Fosse stata un uomo, il suo destino di lavoro sarebbe certamente stato diverso: nessuno domanda agli attori di restare giovani, e di non avere rughe. Anzi sono tutti disposti a non farci caso.
La gente che impazziva per il Marlon Brando giovane e impavido di “Fronte del porto”, lo accetta segnato e bolso in “Quemada” come in “Ultimo tango”.
Ma per le donne è diverso: a loro si chiede sempre e comunque di essere belle, non si perdona il primo accenno di maturità, le si costringe a mummificarsi nei panni di avvenenti trentenni, pena l’esilio dal lavoro.

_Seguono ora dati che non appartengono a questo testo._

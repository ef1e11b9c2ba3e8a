//! Search box, filter select, page-size select and pager for a list panel.
//!
//! SYSTEM CONTEXT
//! ==============
//! Every control edits the page's `ListController` and then asks the page to
//! refresh. Filter, search and page-size changes reset to page 1 inside the
//! controller, not here.

use leptos::prelude::*;
use workflow::controller::ListController;
use workflow::query::{PAGE_SIZES, PageSize};

/// One `<option>` of the filter select.
#[derive(Clone, Copy, Debug, PartialEq, Eq)]
pub struct FilterOption {
    pub value: &'static str,
    pub label: &'static str,
}

/// Status filter shared by the submission queues.
pub const STATUS_FILTERS: &[FilterOption] = &[
    FilterOption { value: "", label: "All statuses" },
    FilterOption { value: "PENDING", label: "Pending" },
    FilterOption { value: "UNDER_REVIEW", label: "Under review" },
    FilterOption { value: "ACCEPTED", label: "Accepted" },
    FilterOption { value: "REJECTED", label: "Rejected" },
    FilterOption { value: "DRAFT", label: "Draft" },
];

/// Assignment filter used on the verifier assignment screen.
pub const ASSIGNMENT_FILTERS: &[FilterOption] = &[
    FilterOption { value: "", label: "All" },
    FilterOption { value: "unassigned", label: "Unassigned" },
    FilterOption { value: "assigned", label: "Assigned" },
];

/// Search, filter and page size controls.
#[component]
pub fn ListControls<T>(
    list: RwSignal<ListController<T>>,
    filters: &'static [FilterOption],
    on_change: Callback<()>,
    #[prop(optional)] placeholder: Option<&'static str>,
) -> impl IntoView
where
    T: Clone + Send + Sync + 'static,
{
    let on_search = move |ev| {
        let value = event_target_value(&ev);
        list.update(|c| c.set_search(&value));
        on_change.run(());
    };
    let on_filter = move |ev| {
        let value = event_target_value(&ev);
        list.update(|c| c.set_filter(&value));
        on_change.run(());
    };
    let on_page_size = move |ev| {
        let size = event_target_value(&ev).parse::<u32>().ok().and_then(|v| PageSize::try_from(v).ok());
        if let Some(size) = size {
            list.update(|c| c.set_page_size(size));
            on_change.run(());
        }
    };

    view! {
        <div class="list-controls">
            <input
                class="list-controls__search"
                type="search"
                placeholder=placeholder.unwrap_or("Search...")
                prop:value=move || list.with(|c| c.query().query().to_owned())
                on:change=on_search
            />
            <select class="list-controls__filter" on:change=on_filter>
                {filters
                    .iter()
                    .map(|option| {
                        let value = option.value;
                        view! {
                            <option value=value prop:selected=move || list.with(|c| c.query().filter() == value)>
                                {option.label}
                            </option>
                        }
                    })
                    .collect_view()}
            </select>
            <select class="list-controls__page-size" on:change=on_page_size>
                {PAGE_SIZES
                    .iter()
                    .map(|size| {
                        let size = *size;
                        view! {
                            <option
                                value=size.to_string()
                                prop:selected=move || list.with(|c| c.query().page_size().get() == size)
                            >
                                {format!("{size} / page")}
                            </option>
                        }
                    })
                    .collect_view()}
            </select>
        </div>
    }
}

/// Prev/next buttons, "Page X of Y" and the stats line.
#[component]
pub fn Pager<T>(list: RwSignal<ListController<T>>, on_change: Callback<()>) -> impl IntoView
where
    T: Clone + Send + Sync + 'static,
{
    view! {
        <div class="pager">
            <span class="pager__stats">{move || list.with(|c| c.stats().to_owned())}</span>
            <span class="pager__spacer"></span>
            <button
                class="btn pager__prev"
                disabled=move || !list.with(ListController::has_prev)
                on:click=move |_| {
                    list.update(ListController::prev_page);
                    on_change.run(());
                }
            >
                "‹ Prev"
            </button>
            <span class="pager__text">{move || list.with(ListController::pager_text)}</span>
            <button
                class="btn pager__next"
                disabled=move || !list.with(ListController::has_next)
                on:click=move |_| {
                    list.update(ListController::next_page);
                    on_change.run(());
                }
            >
                "Next ›"
            </button>
        </div>
    }
}
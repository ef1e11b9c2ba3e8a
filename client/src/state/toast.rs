//! Toast notifications.
//!
//! Toasts are the single surface for validation failures, API errors and
//! bulk-action summaries. Each carries a stable id so timers can dismiss the
//! right one after newer toasts arrive.

#[cfg(test)]
#[path = "toast_test.rs"]
mod toast_test;

use leptos::prelude::*;

/// Milliseconds a toast stays up before auto-dismissal.
pub const TOAST_TTL_MS: u32 = 5000;

/// Cap on simultaneously visible toasts; the oldest drop first.
pub const MAX_TOASTS: usize = 5;

#[derive(Clone, Copy, Debug, PartialEq, Eq)]
pub enum ToastKind {
    Success,
    Info,
    Warning,
    Error,
}

impl ToastKind {
    pub fn css_class(self) -> &'static str {
        match self {
            Self::Success => "toast toast--success",
            Self::Info => "toast toast--info",
            Self::Warning => "toast toast--warning",
            Self::Error => "toast toast--error",
        }
    }
}

#[derive(Clone, Debug, PartialEq, Eq)]
pub struct Toast {
    pub id: String,
    pub kind: ToastKind,
    pub message: String,
}

#[derive(Clone, Debug, Default, PartialEq, Eq)]
pub struct ToastState {
    pub items: Vec<Toast>,
}

impl ToastState {
    /// Append a toast and return its id.
    pub fn push(&mut self, kind: ToastKind, message: impl Into<String>) -> String {
        let id = uuid::Uuid::new_v4().to_string();
        self.items.push(Toast { id: id.clone(), kind, message: message.into() });
        if self.items.len() > MAX_TOASTS {
            let overflow = self.items.len() - MAX_TOASTS;
            self.items.drain(..overflow);
        }
        id
    }

    pub fn dismiss(&mut self, id: &str) {
        self.items.retain(|toast| toast.id != id);
    }
}

/// Show a toast and schedule its dismissal.
pub fn notify(toasts: RwSignal<ToastState>, kind: ToastKind, message: impl Into<String>) {
    let message = message.into();
    match kind {
        ToastKind::Error | ToastKind::Warning => leptos::logging::warn!("{message}"),
        ToastKind::Success | ToastKind::Info => leptos::logging::log!("{message}"),
    }
    let mut id = String::new();
    toasts.update(|state| id = state.push(kind, message));

    #[cfg(feature = "csr")]
    {
        leptos::task::spawn_local(async move {
            gloo_timers::future::TimeoutFuture::new(TOAST_TTL_MS).await;
            toasts.update(|state| state.dismiss(&id));
        });
    }
    #[cfg(not(feature = "csr"))]
    {
        let _ = id;
    }
}
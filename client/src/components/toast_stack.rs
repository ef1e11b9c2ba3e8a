//! Toast stack pinned to the bottom-right corner.

use leptos::prelude::*;

use crate::state::toast::ToastState;

/// Renders every live toast with a dismiss button.
#[component]
pub fn ToastStack() -> impl IntoView {
    let toasts = expect_context::<RwSignal<ToastState>>();

    view! {
        <div class="toast-stack" role="status" aria-live="polite">
            {move || {
                toasts
                    .get()
                    .items
                    .into_iter()
                    .map(|toast| {
                        let id = toast.id.clone();
                        view! {
                            <div class=toast.kind.css_class()>
                                <span class="toast__message">{toast.message}</span>
                                <button
                                    class="toast__close"
                                    title="Dismiss"
                                    on:click=move |_| toasts.update(|t| t.dismiss(&id))
                                >
                                    "✕"
                                </button>
                            </div>
                        }
                    })
                    .collect_view()
            }}
        </div>
    }
}
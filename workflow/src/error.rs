//! Error taxonomy shared by every workflow module.
//!
//! DESIGN
//! ======
//! Validation failures never leave the client; they carry the field to focus.
//! HTTP failures carry the best human message the response body offers.

#[cfg(test)]
#[path = "error_test.rs"]
mod error_test;

use serde_json::Value;

/// Failure talking to the REST API.
#[derive(Debug, Clone, PartialEq, Eq, thiserror::Error)]
pub enum ApiError {
    /// The request never produced a response.
    #[error("network error: {0}")]
    Network(String),

    /// The server answered with a non-2xx status.
    #[error("{message}")]
    Http { status: u16, message: String },

    /// The response body could not be decoded into the expected shape.
    #[error("response decode failed: {0}")]
    Decode(String),

    /// The operation needs a browser (or a configured HTTP client) and none is available.
    #[error("not available in this environment")]
    Unavailable,
}

impl ApiError {
    /// Build an [`ApiError::Http`] from a status code and raw response body.
    pub fn from_response(status: u16, body: &str) -> Self {
        Self::Http { status, message: error_message_from_body(status, body) }
    }

    /// HTTP status if this is a server response error.
    pub fn status(&self) -> Option<u16> {
        match self {
            Self::Http { status, .. } => Some(*status),
            _ => None,
        }
    }
}

/// Extract a user-facing message from an error response body.
///
/// JSON bodies are searched for `error`, `message` and `detail` (in that
/// order); otherwise the trimmed raw text is used; an empty body falls back to
/// a generic status message.
pub fn error_message_from_body(status: u16, body: &str) -> String {
    let trimmed = body.trim();
    if let Ok(json) = serde_json::from_str::<Value>(trimmed) {
        for key in ["error", "message", "detail"] {
            match json.get(key) {
                Some(Value::String(text)) if !text.trim().is_empty() => return text.trim().to_owned(),
                Some(Value::Object(inner)) => {
                    if let Some(Value::String(text)) = inner.get("message") {
                        return text.trim().to_owned();
                    }
                }
                _ => {}
            }
        }
    }
    if trimmed.is_empty() || trimmed.starts_with('{') {
        return format!("Request failed with status {status}");
    }
    trimmed.to_owned()
}

/// Input field a validation error points at, used to move focus.
#[derive(Debug, Clone, Copy, PartialEq, Eq)]
pub enum Field {
    Title,
    Category,
    Authors,
    Content,
    Attachment,
    Scores,
}

/// Client-side validation failure. Blocks the operation locally.
#[derive(Debug, Clone, PartialEq, Eq, thiserror::Error)]
pub enum ValidationError {
    #[error("Please enter a title.")]
    TitleMissing,

    #[error("Title must be at most {limit} words (currently {words}).")]
    TitleTooLong { words: usize, limit: usize },

    #[error("Please select a category.")]
    CategoryMissing,

    #[error("Add at least one author with a name.")]
    NoNamedAuthor,

    #[error("Author {row} has an invalid email address: {email}")]
    InvalidEmail { row: usize, email: String },

    #[error("Exactly one presenting author must be selected (found {count}).")]
    PresenterCount { count: usize },

    #[error("Exactly one corresponding author must be selected (found {count}).")]
    CorrespondingCount { count: usize },

    #[error("Please write the abstract content.")]
    ContentEmpty,

    #[error("Abstract content must be at most {limit} words (currently {words}).")]
    ContentTooLong { words: usize, limit: usize },

    #[error("Only PDF files are accepted ({name}).")]
    PdfType { name: String },

    #[error("File is larger than the {max_mb} MB limit.")]
    PdfTooLarge { size_bytes: u64, max_mb: u32 },

    #[error("{} score(s) are outside their allowed range.", .criteria.len())]
    ScoresOutOfRange { criteria: Vec<String> },
}

impl ValidationError {
    /// Field that should receive focus when this error is shown.
    pub fn field(&self) -> Field {
        match self {
            Self::TitleMissing | Self::TitleTooLong { .. } => Field::Title,
            Self::CategoryMissing => Field::Category,
            Self::NoNamedAuthor
            | Self::InvalidEmail { .. }
            | Self::PresenterCount { .. }
            | Self::CorrespondingCount { .. } => Field::Authors,
            Self::ContentEmpty | Self::ContentTooLong { .. } => Field::Content,
            Self::PdfType { .. } | Self::PdfTooLarge { .. } => Field::Attachment,
            Self::ScoresOutOfRange { .. } => Field::Scores,
        }
    }
}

Se il cinema ci ha abituati alle “donne” come fossero oggetti, riflettendo un atteggiamento e un’ideologia correnti, è incredibile pensare che questa legge, già sbagliata per chiunque, possa essere stata applicata anche per la Magnani che non era solo una “bella presenza”, ma un’attrice bravissima.
Nessuno può rimpiangere o compatire o stupirsi se una miss Italia, arrivata al cinema solo in virtù della sua bellezza sparisce dal set quando le sue grazie si appannano. Ma è impensabile che lo stesso metro sia applicato anche per chi, come la Magnani non ha mai puntato sulla “bellezza”, lei che con quel volto intenso e diverso “bella” lo era più dei tante altre.
E invece è successo così.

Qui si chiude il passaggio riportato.